Ferroptosis inhibitors: mechanisms of action and therapeutic potential.
Kun Duo, Xiaona Feng, Xiaofang Tian, Fang Wang, Yaxing Zhao, Jianqiang Yu, Yue Liu, Yuan He, Zhenyu Cai
Abstract
Open AccessFerroptosis is a regulated form of cell death characterized by iron-dependent lipid peroxidation. It plays a crucial role in various pathological conditions, including neurodegenerative diseases, cancer, ischemia-reperfusion injury, and organ failure. This review systematically explores the key mechanisms underlying ferroptosis, including polyunsaturated fatty acid-containing phospholipid (PUFA-PL) peroxidation, iron metabolism, and mitochondrial dysfunction.
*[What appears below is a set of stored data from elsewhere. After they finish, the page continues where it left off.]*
use super::*;
use crate::message::MessageHeaders;
use chrono::Utc;
use tempfile::tempdir;

fn queued(queue: &QueueName, body: &str) -> QueuedMessage {
    QueuedMessage::new(
        queue.clone(),
        Message::new(MessageHeaders::new(), body),
        Some(SenderPrincipal::new("tester").with_claim("role", "sender")),
    )
}

async fn exercise_store(store: &dyn MessageQueueStore) {
    let queue = QueueName::from("orders");
    let first = queued(&queue, "one");
    let second = queued(&queue, "two");
    let third = queued(&queue, "three");

    for m in [&first, &second, &third] {
        assert_eq!(store.insert(m).await.unwrap(), m.id());
    }

    let pending = store.select_pending(&queue).await.unwrap();
    let bodies: Vec<_> = pending.iter().map(|m| m.message.content()).collect();
    assert_eq!(bodies, vec!["one", "two", "three"]);
    assert_eq!(pending[0].principal, first.principal);

    store.record_attempt(&queue, first.id(), 3).await.unwrap();

    let now = Utc::now();
    assert!(
        store
            .update_state(&queue, first.id(), QueuedMessageState::Acknowledged(now))
            .await
            .unwrap()
    );
    assert!(
        store
            .update_state(&queue, second.id(), QueuedMessageState::Abandoned(now))
            .await
            .unwrap()
    );

    // A terminal message cannot transition again.
    assert!(
        !store
            .update_state(&queue, first.id(), QueuedMessageState::Abandoned(now))
            .await
            .unwrap()
    );

    let pending = store.select_pending(&queue).await.unwrap();
    assert_eq!(pending.len(), 1);
    assert_eq!(pending[0].id(), third.id());

    let abandoned = store.select_abandoned(&queue).await.unwrap();
    assert_eq!(abandoned.len(), 1);
    assert_eq!(abandoned[0].abandoned_at(), Some(now));
    assert_eq!(abandoned[0].acknowledged_at(), None);

    let other = store.select_pending(&QueueName::from("other")).await.unwrap();
    assert!(other.is_empty());
}

#[tokio::test]
async fn test_in_memory_store_lifecycle() {
    let store = InMemoryQueueStore::new();
    exercise_store(&store).await;
}

#[tokio::test]
async fn test_sled_store_lifecycle() {
    let dir = tempdir().unwrap();
    let store = SledQueueStore::open(dir.path().to_str().unwrap()).unwrap();
    exercise_store(&store).await;
}

#[tokio::test]
async fn test_duplicate_insert_is_rejected() {
    let store = InMemoryQueueStore::new();
    let queue = QueueName::from("dupes");
    let m = queued(&queue, "x");
    store.insert(&m).await.unwrap();
    assert!(matches!(store.insert(&m).await, Err(StoreError::Duplicate(_))));

    let dir = tempdir().unwrap();
    let sled = SledQueueStore::open(dir.path().to_str().unwrap()).unwrap();
    sled.insert(&m).await.unwrap();
    assert!(matches!(sled.insert(&m).await, Err(StoreError::Duplicate(_))));
}

#[tokio::test]
async fn test_sled_store_survives_reopen() {
    let dir = tempdir().unwrap();
    let path = dir.path().to_str().unwrap().to_string();
    let queue = QueueName::from("durable");
    let m = queued(&queue, "persisted");

    {
        let store = SledQueueStore::open(&path).unwrap();
        store.insert(&m).await.unwrap();
        store.record_attempt(&queue, m.id(), 2).await.unwrap();
    }

    let reopened = SledQueueStore::open(&path).unwrap();
    let pending = reopened.select_pending(&queue).await.unwrap();
    assert_eq!(pending.len(), 1);
    assert_eq!(pending[0].attempts, 2);
    assert_eq!(pending[0].message, m.message);
}

#[tokio::test]
async fn test_update_unknown_message_fails() {
    let store = InMemoryQueueStore::new();
    let queue = QueueName::from("empty");
    let result = store
        .update_state(&queue, MessageId::generate(), QueuedMessageState::Acknowledged(Utc::now()))
        .await;
    assert!(matches!(result, Err(StoreError::NotFound(_))));
}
Additionally, we summarize major endogenous ferroptosis defense systems, including the SLC7A11-glutathione (GSH)-glutathione peroxidase 4 (GPX4) axis, the ferroptosis suppressor protein 1 (FSP1)-ubiquinol (CoQH₂) system, the mitochondrial dihydroorotate dehydrogenase (DHODH)-CoQH₂ pathway, and the guanosine triphosphate cyclohydrolase 1 (GCH1)-tetrahydrobiopterin (BH4) pathway, which act as critical brakes on ferroptosis. Furthermore, we discuss various small-molecule inhibitors targeting ferroptosis, categorized by their mechanisms of action, including iron chelators, lipid peroxidation inhibitors, antioxidants, and regulatory pathway modulators. Recent advances in pharmacological strategies and their potential therapeutic applications are also highlighted.